PROSPECTIVE STUDY TO INVESTIGATE THE USE OF FINE NEEDLE ASPIRATION (FNA) TECHNIQUES IN UK VETERINARY PRACTICE
In our current ageing canine population, neoplasia is increasingly common and affects around 15 in every 1000 dogs annually. Diagnosis of the tumour may be achieved by cytology of fine needle aspirates (FNA) or histopathology of incisional or excisional biopsy samples. FNA is a fast and inexpensive technique which is well tolerated, does not require general anaesthesia and is not associated with significant side effects.
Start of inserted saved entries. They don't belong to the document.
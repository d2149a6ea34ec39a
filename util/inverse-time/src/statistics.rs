use std::fmt::{self, Display, Formatter};

use serde::Serialize;

use crate::{classify::MotionCode, config::ConversionMode};

/// Below this many motion lines the advisories are not worth giving.
const ADVISORY_MINIMUM_LINES: u64 = 50;
const WRAPPING_ADVISED_BELOW: f64 = 0.15;
const WHOLE_FILE_ADVISED_ABOVE: f64 = 0.25;

#[derive(Clone, Debug, Default, PartialEq, Serialize)]
pub struct Statistics {
    pub rapid_lines: u64,
    pub linear_lines: u64,
    pub clockwise_lines: u64,
    pub counterclockwise_lines: u64,
    /// Lines that gave A its first value or changed it.
    pub rotary_move_lines: u64,
    /// (min, max) of every A position reached.
    pub rotary_range: Option<(f64, f64)>,
    pub total_distance: f64,
    pub total_degrees: f64,
}
impl Statistics {
    pub fn count_motion(&mut self, code: MotionCode) {
        match code {
            MotionCode::Rapid => self.rapid_lines += 1,
            MotionCode::Linear => self.linear_lines += 1,
            MotionCode::Clockwise => self.clockwise_lines += 1,
            MotionCode::Counterclockwise => self.counterclockwise_lines += 1,
        }
    }
    pub fn extend_rotary_range(&mut self, position: f64) {
        match &mut self.rotary_range {
            Some((min, max)) => {
                *min = f64::min(*min, position);
                *max = f64::max(*max, position);
            },
            None => self.rotary_range = Some((position, position)),
        }
    }
    pub fn motion_lines(&self) -> u64 {
        self.rapid_lines + self.linear_lines + self.clockwise_lines + self.counterclockwise_lines
    }
    pub fn rotary_fraction(&self) -> f64 {
        match self.motion_lines() {
            0 => 0.0,
            total => self.rotary_move_lines as f64 / total as f64,
        }
    }
    pub fn advisories(&self, mode: ConversionMode) -> Vec<Advisory> {
        if self.motion_lines() <= ADVISORY_MINIMUM_LINES {
            return Vec::new();
        }
        let fraction = self.rotary_fraction();
        match mode {
            ConversionMode::WholeFile if fraction < WRAPPING_ADVISED_BELOW => vec![Advisory::PreferWrapping],
            ConversionMode::WrapEachRotaryMove if fraction > WHOLE_FILE_ADVISED_ABOVE => vec![Advisory::PreferWholeFile],
            _ => Vec::new(),
        }
    }
}

#[derive(Copy, Clone, Debug, PartialEq, Eq, Serialize)]
pub enum Advisory {
    PreferWrapping,
    PreferWholeFile,
}
impl Display for Advisory {
    fn fmt(&self, f: &mut Formatter<'_>) -> fmt::Result {
        match self {
            Advisory::PreferWrapping => write!(
                f,
                "Only a small percentage of the lines in the input file had rotary moves. It may be more efficient to use the '{}' option instead of converting the entire file.",
                ConversionMode::WrapEachRotaryMove.description()
            ),
            Advisory::PreferWholeFile => write!(
                f,
                "A sizeable percentage of the lines in the input file had rotary moves. It may be more efficient to select the '{}' option instead of wrapping each rotary move.",
                ConversionMode::WholeFile.description()
            ),
        }
    }
}

/// The final human-readable summary of a run.
pub struct Report<'a> {
    pub statistics: &'a Statistics,
    pub mode: ConversionMode,
}
impl<'a> Display for Report<'a> {
    fn fmt(&self, f: &mut Formatter<'_>) -> fmt::Result {
        let statistics = self.statistics;
        writeln!(f, "--------------------------")?;
        writeln!(f, "Number of G00 lines: {}", statistics.rapid_lines)?;
        writeln!(f, "Number of G01 lines: {}", statistics.linear_lines)?;
        writeln!(f, "Number of G02 lines: {}", statistics.clockwise_lines)?;
        writeln!(f, "Number of G03 lines: {}", statistics.counterclockwise_lines)?;
        writeln!(f, "Total G00+G01+G02+G03 lines: {}", statistics.motion_lines())?;
        writeln!(
            f,
            "Number lines with rotary moves: {}  ({}%)",
            statistics.rotary_move_lines,
            (statistics.rotary_fraction() * 100.0) as u64
        )?;
        match statistics.rotary_range {
            Some((min, max)) => writeln!(f, "Rotary (A-axis) Min/Max rotations: {}, {}", min, max)?,
            None => writeln!(f, "Rotary (A-axis) Min/Max rotations: No rotary axis moves found")?,
        }
        writeln!(f, "Total toolpath distance (including rotary moves): {:.4}", statistics.total_distance)?;
        writeln!(f, "Total degrees of rotation for A-axis: {:.4}", statistics.total_degrees)?;
        write!(f, "--------------------------")?;
        for advisory in statistics.advisories(self.mode) {
            write!(f, "\n{}", advisory)?;
        }
        Ok(())
    }
}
FNA cytology can detect malignancy in approximately two-thirds of malignant tumours and the cellular origin of the lesion can be determined in approximately three-quarters of cases, permitting an early diagnosis and determination of prognosis. Veterinary surgeons are taught to perform FNA as undergraduates, but recommendations regarding technique appear to be extremely variable and no research has been conducted in either veterinary or human medicine to determine the optimal method of acquiring a cell harvest for diagnostic and prognostic purposes. Variations in FNA collection method include differences in needle size, the use and degree of suction applied and details of the slide smearing technique.
Kelly Bowlt, a Clinician in Small Animal Surgery, is investigating FNAs as part of her PhD research. She wishes to determine how commonly FNAs is performed by UK veterinary practitioners and to describe details of methods used by practitioners to collect FNAs.
To help with her study, please complete this questionnaire.
Kelly also plans to conduct a parallel study, measuring cell yields which are achieved with different needle sizes/syringes etc, in order to provide guidelines on the best method for use in practice to optimise collection of a representative and diagnostic cell population.
All completed questionnaires will remain absolutely confidential.
As with all our research at the AHT, we hope our results will directly benefit day to day veterinary work and the welfare of all our patients.